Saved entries
Content starts

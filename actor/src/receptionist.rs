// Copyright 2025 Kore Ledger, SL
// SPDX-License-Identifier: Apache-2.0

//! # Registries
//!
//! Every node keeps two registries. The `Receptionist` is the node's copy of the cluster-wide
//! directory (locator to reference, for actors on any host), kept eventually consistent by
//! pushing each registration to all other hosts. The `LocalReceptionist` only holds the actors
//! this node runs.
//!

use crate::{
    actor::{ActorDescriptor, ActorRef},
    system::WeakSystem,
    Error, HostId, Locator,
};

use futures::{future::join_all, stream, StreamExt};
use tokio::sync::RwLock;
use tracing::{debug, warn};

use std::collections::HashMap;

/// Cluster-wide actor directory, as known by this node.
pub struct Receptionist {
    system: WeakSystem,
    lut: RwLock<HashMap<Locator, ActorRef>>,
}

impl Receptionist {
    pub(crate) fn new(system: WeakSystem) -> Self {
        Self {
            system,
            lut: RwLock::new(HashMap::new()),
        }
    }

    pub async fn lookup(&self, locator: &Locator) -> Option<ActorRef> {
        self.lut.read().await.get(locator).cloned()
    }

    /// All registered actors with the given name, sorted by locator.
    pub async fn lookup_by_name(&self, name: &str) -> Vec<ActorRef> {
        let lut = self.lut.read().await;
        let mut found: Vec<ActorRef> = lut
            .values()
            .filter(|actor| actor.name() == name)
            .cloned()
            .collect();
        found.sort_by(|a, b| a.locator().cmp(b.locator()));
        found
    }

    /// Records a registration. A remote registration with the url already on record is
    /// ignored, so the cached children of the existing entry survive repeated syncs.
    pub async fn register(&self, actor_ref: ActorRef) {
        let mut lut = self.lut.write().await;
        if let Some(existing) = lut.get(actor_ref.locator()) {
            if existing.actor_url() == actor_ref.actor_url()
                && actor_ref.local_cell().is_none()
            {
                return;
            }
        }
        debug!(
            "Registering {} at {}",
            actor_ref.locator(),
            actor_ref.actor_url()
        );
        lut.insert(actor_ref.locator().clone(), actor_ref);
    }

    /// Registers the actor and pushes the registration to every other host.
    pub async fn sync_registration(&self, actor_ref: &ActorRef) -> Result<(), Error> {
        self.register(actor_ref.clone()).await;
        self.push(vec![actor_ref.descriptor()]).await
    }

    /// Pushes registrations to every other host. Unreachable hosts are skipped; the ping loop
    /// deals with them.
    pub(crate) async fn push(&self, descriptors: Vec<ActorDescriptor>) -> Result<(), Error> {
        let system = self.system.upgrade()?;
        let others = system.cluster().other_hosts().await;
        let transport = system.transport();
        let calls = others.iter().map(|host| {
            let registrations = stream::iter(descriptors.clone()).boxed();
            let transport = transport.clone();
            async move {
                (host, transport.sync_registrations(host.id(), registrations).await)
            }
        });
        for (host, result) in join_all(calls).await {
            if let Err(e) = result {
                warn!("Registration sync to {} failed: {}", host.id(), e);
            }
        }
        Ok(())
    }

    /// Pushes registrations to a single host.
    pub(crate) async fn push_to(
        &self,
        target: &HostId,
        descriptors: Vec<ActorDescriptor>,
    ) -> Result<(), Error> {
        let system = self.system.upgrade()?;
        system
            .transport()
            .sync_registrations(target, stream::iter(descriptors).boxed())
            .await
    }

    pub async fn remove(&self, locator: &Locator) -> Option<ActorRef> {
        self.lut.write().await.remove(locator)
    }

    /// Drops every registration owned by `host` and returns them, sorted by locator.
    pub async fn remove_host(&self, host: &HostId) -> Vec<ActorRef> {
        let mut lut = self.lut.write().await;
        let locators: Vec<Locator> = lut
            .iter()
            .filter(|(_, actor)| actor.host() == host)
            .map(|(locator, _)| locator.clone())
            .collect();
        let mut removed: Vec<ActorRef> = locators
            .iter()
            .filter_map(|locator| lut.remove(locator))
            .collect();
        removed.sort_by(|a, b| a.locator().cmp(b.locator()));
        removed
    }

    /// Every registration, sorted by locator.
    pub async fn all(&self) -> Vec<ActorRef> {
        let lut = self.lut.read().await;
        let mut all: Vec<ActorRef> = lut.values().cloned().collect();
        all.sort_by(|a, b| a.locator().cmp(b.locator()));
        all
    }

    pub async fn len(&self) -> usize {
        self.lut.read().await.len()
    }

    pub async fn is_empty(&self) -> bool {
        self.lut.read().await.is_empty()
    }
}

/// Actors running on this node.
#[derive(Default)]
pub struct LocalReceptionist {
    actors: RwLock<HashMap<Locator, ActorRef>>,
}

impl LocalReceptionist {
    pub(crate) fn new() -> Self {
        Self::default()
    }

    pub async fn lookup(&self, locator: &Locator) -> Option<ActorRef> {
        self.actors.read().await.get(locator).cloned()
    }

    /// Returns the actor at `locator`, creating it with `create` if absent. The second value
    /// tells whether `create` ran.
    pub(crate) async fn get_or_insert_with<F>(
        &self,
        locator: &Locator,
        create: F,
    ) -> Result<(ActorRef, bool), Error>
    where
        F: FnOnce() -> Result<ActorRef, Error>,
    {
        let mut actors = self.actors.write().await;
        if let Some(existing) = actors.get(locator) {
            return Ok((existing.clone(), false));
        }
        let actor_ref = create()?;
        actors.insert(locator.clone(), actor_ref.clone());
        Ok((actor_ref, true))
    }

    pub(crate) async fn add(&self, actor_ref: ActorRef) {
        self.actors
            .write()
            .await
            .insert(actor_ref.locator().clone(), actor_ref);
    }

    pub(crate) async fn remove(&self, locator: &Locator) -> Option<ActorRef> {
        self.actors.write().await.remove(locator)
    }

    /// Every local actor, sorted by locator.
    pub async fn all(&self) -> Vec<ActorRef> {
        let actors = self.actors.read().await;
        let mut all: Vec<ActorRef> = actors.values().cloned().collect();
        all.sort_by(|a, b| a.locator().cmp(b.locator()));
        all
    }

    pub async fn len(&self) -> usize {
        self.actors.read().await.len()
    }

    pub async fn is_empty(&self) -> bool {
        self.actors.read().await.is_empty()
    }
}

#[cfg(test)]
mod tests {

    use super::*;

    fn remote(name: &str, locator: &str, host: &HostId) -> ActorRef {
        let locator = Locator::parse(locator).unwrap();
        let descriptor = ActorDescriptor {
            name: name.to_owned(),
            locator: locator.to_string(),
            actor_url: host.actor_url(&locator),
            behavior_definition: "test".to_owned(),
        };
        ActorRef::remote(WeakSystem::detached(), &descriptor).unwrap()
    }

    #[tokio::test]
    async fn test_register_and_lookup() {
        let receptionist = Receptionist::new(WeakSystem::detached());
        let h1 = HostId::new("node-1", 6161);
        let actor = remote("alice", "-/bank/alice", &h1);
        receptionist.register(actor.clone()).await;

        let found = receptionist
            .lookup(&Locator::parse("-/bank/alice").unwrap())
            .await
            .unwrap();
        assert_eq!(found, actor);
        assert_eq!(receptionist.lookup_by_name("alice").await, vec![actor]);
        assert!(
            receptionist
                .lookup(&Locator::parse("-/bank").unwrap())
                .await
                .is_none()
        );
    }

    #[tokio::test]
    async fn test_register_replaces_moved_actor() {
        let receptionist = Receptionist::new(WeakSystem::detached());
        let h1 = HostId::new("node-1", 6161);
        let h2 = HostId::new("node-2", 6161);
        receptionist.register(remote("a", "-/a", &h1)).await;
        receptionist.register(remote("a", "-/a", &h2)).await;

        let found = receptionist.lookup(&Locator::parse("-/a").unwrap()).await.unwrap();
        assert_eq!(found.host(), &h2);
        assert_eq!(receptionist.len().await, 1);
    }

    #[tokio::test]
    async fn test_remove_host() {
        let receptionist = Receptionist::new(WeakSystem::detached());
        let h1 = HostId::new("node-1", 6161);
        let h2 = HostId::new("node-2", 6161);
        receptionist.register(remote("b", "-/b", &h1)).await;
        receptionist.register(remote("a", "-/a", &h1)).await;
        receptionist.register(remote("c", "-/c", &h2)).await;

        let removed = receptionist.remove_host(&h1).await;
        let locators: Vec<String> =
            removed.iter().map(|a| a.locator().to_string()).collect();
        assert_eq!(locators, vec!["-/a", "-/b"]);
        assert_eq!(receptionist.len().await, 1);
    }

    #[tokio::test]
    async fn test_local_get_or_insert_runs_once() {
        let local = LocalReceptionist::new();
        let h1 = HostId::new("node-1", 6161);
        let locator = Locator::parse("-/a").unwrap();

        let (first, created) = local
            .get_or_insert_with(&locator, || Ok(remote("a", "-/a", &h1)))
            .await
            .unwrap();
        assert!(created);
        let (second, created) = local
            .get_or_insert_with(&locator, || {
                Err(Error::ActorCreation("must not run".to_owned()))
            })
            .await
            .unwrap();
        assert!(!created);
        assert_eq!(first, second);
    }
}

Content ends

■ **Instructions to follow**: Your answer is the line containing "let (second, created) = local" plus every line after it through the end of the entries, given again exactly and alone.

■ **Task output**:
        let (second, created) = local
            .get_or_insert_with(&locator, || {
                Err(Error::ActorCreation("must not run".to_owned()))
            })
            .await
            .unwrap();
        assert!(!created);
        assert_eq!(first, second);
    }
}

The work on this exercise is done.